Nutritionally Dense Granola

April 9, 2013

A breakfast staple to enrich your mornings.

nutrionally-dense-granola

Spring has finally sprung. The grass is green. Flowers are blooming. Naturally, meals are becoming a bit lighter. I’ve pushed my winter staples to the back of the pantry and fresh, delicious fruits and veggies fill my fridge. My morning routine has changed to accompany the seasons and granola is a necessity. It provides just the right amount of crunch when added to my blueberries and kefir. Makes for a delicious parfait layered within a pineapple and mango smoothie. And is delicious sprinkled atop muffins with a little demerara sugar. Yum!

breakfast-granola

My favorite ingredient in this recipe is the wheat germ.
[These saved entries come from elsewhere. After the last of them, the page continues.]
//! # OCI Image Resource
//!
//! Resolves the container image the pod spec points at

use crate::error::ImageResourceError;
use async_trait::async_trait;
use serde::{Deserialize, Serialize};
use std::path::PathBuf;
use tracing::debug;

/// Image reference as it appears in the pod spec `imageDetails`
#[derive(Deserialize, Serialize, Clone, Debug, PartialEq, Eq)]
#[serde(rename_all = "camelCase")]
pub struct ImageDetails {
    pub image_path: String,

    #[serde(default, skip_serializing_if = "Option::is_none")]
    pub username: Option<String>,

    #[serde(default, skip_serializing_if = "Option::is_none")]
    pub password: Option<String>,
}

impl ImageDetails {
    pub fn new(image_path: impl Into<String>) -> Self {
        Self {
            image_path: image_path.into(),
            username: None,
            password: None,
        }
    }

    pub fn with_credentials(mut self, username: impl Into<String>, password: impl Into<String>) -> Self {
        self.username = Some(username.into());
        self.password = Some(password.into());
        self
    }

    /// Whether pulling the image needs registry credentials
    pub fn has_credentials(&self) -> bool {
        self.username.is_some()
    }
}

/// Provider of the workload image.
///
/// Every call fetches afresh; callers must not assume two fetches agree.
#[async_trait]
pub trait ImageResource: Send + Sync {
    /// Resource name, e.g. `oci-image`
    fn name(&self) -> &str;

    async fn fetch(&self) -> Result<ImageDetails, ImageResourceError>;
}

/// Resource file attached to the charm:
///
/// ```yaml
/// registrypath: docker.io/kubeflowkatib/katib-ui:v0.11.1
/// username: ""
/// password: ""
/// ```
#[derive(Deserialize, Debug)]
struct ResourceFile {
    registrypath: Option<String>,
    #[serde(default)]
    username: Option<String>,
    #[serde(default)]
    password: Option<String>,
}

/// Image resource backed by a YAML file on disk
#[derive(Debug, Clone)]
pub struct FileImageResource {
    name: String,
    path: PathBuf,
}

impl FileImageResource {
    pub fn new(name: impl Into<String>, path: impl Into<PathBuf>) -> Self {
        Self {
            name: name.into(),
            path: path.into(),
        }
    }

    fn parse(&self, contents: &str) -> Result<ImageDetails, ImageResourceError> {
        let invalid = |reason: String| ImageResourceError::Invalid {
            resource: self.name.clone(),
            reason,
        };

        let file: ResourceFile = serde_yaml::from_str(contents).map_err(|e| invalid(e.to_string()))?;
        let image_path = file
            .registrypath
            .filter(|path| !path.trim().is_empty())
            .ok_or_else(|| invalid("registrypath is missing".to_string()))?;

        let mut details = ImageDetails::new(image_path);
        if let Some(username) = file.username.filter(|u| !u.is_empty()) {
            details = details.with_credentials(username, file.password.unwrap_or_default());
        }
        Ok(details)
    }
}

#[async_trait]
impl ImageResource for FileImageResource {
    fn name(&self) -> &str {
        &self.name
    }

    async fn fetch(&self) -> Result<ImageDetails, ImageResourceError> {
        let contents = tokio::fs::read_to_string(&self.path).await.map_err(|e| {
            debug!(resource = %self.name, path = %self.path.display(), error = %e, "Resource file unavailable");
            ImageResourceError::Missing {
                resource: self.name.clone(),
            }
        })?;

        // An empty upload counts as no resource at all
        if contents.trim().is_empty() {
            return Err(ImageResourceError::Missing {
                resource: self.name.clone(),
            });
        }

        self.parse(&contents)
    }
}

/// Image resource with a fixed reference
#[derive(Debug, Clone)]
pub struct StaticImageResource {
    name: String,
    details: ImageDetails,
}

impl StaticImageResource {
    pub fn new(name: impl Into<String>, details: ImageDetails) -> Self {
        Self {
            name: name.into(),
            details,
        }
    }
}

#[async_trait]
impl ImageResource for StaticImageResource {
    fn name(&self) -> &str {
        &self.name
    }

    async fn fetch(&self) -> Result<ImageDetails, ImageResourceError> {
        Ok(self.details.clone())
    }
}

#[cfg(test)]
mod tests {
    use super::*;
    use crate::status::UnitStatus;

    fn resource_with(contents: &str) -> (tempfile::NamedTempFile, FileImageResource) {
        let file = tempfile::NamedTempFile::new().unwrap();
        std::fs::write(file.path(), contents).unwrap();
        let resource = FileImageResource::new("oci-image", file.path());
        (file, resource)
    }

    #[tokio::test]
    async fn test_fetch_registry_path() {
        let (_file, resource) = resource_with("registrypath: kubeflowkatib/katib-ui:v0.11.1\n");
        let details = resource.fetch().await.unwrap();
        assert_eq!(details.image_path, "kubeflowkatib/katib-ui:v0.11.1");
        assert!(!details.has_credentials());
    }

    #[tokio::test]
    async fn test_fetch_with_credentials() {
        let (_file, resource) = resource_with(
            "registrypath: registry.example.com/katib-ui:dev\nusername: bot\npassword: hunter2\n",
        );
        let details = resource.fetch().await.unwrap();
        assert_eq!(details.username.as_deref(), Some("bot"));
        assert_eq!(details.password.as_deref(), Some("hunter2"));
    }

    #[tokio::test]
    async fn test_missing_file_is_blocked() {
        let resource = FileImageResource::new("oci-image", "/nonexistent/oci-image.yaml");
        let err = resource.fetch().await.unwrap_err();
        assert_eq!(
            err,
            ImageResourceError::Missing {
                resource: "oci-image".to_string()
            }
        );
        assert_eq!(err.to_string(), "Missing resource: oci-image");
    }

    #[tokio::test]
    async fn test_empty_file_is_missing() {
        let (_file, resource) = resource_with("\n");
        let err = resource.fetch().await.unwrap_err();
        assert!(matches!(err, ImageResourceError::Missing { .. }));
        assert_eq!(err.status(), UnitStatus::blocked("Missing resource: oci-image"));
    }

    #[tokio::test]
    async fn test_missing_registry_path_is_invalid() {
        let (_file, resource) = resource_with("username: bot\n");
        let err = resource.fetch().await.unwrap_err();
        assert!(matches!(err, ImageResourceError::Invalid { .. }));
        assert_eq!(err.to_string(), "Invalid resource: oci-image");
    }

    #[test]
    fn test_image_details_serialize_camel_case() {
        let json = serde_json::to_value(ImageDetails::new("katib-ui:latest")).unwrap();
        assert_eq!(json, serde_json::json!({ "imagePath": "katib-ui:latest" }));
    }
}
It’s nutty, with a hint of graham. Best of all, it’s chalk full of nutrients.

A wheat kernel can be divided into three parts: the bran, germ, and endosperm. Wheat germ is the embryo, or center of the wheat kernel, bran is the outer layer and endosperm the inner layer. Although wheat germ is the main source of essential nutrients, endosperm makes up the bulk of the kernel and is the only part used in white flour. While the endosperm is high in carbohydrates the germ is nutrient rich and has great health implications. Loaded with fiber, folic acid, vitamin B and E, protein, and thiamin wheat germ boasts a low glycemic index and is great for one’s digestive system, metabolism, skin and hair. Who wouldn’t want a dose of that for breakfast?

One thing to note, because of its unsaturated fat content wheat germ can go rancid quickly. It should smell of toasted nuts, not musty. I store mine in a tightly sealed container in the freezer to keep it at its best.

Another powerhouse ingredient in this granola are the chia seeds. But that’s a topic for another post!

granola-with-blueberries-and-kefir

bowl-of-granola-for-breakfast

Nutritionally Dense Granola
1/2 c almonds
1/2 c pistachios
1/2 c walnuts
1/2 c unsalted sunflower seeds
1/2 c untoasted wheat germ
4 c oats
3 tbs chia seeds
3/4c unsweetened shredded coconut
1/4 c coconut oil
1 orange, zest and juice
1 egg white
1 tbs honey
A dash of salt to taste

Preheat oven to 350F. Chop nuts and spread on baking sheet with sunflower seeds and wheat germ. Toast for 8-10 minutes until wheat germ is golden. While toasting, whisk together coconut oil, orange juice and zest, egg white, and honey. Remove sheet from oven and add oats to toasted nuts and toss with liquid mixture so everything is coated. Toast for another 15 minutes. Remove from oven and stir mixture and toast for another 15 minutes. During the last 5 to 7 minutes spread coconut and chia seeds on top so coconut will lightly toast. Remove granola from oven and stir to incorporate coconut. Sprinkle with a dash of salt and allow to cool before adding a dried fruit of choice. Sometimes I like to add candied ginger too. Total baking time is roughly 40 minutes.

Leave a Comment

  • Ohhhhh ill take a big bag of this sister .. And I dig the fun facts of wheat 😉 xxoo

    • i will definitely make you some. does tad like granola?
      Glad you enjoyed learning about what the CHR grows!

  • Annie Woodward

    Yum, am going to try to make this for the Silver Forest Inn. Think my guests will love it! I like the idea of the candied ginger! Why don’t you share your ginger cookie recipe with us? Great blog, Katie!

    • Hey Annie. Glad you checked it out.I think the guests would like it. You could make up yogurt parfaits with fresh fruit and the granola. Yum!
      The ginger cookies will be coming up.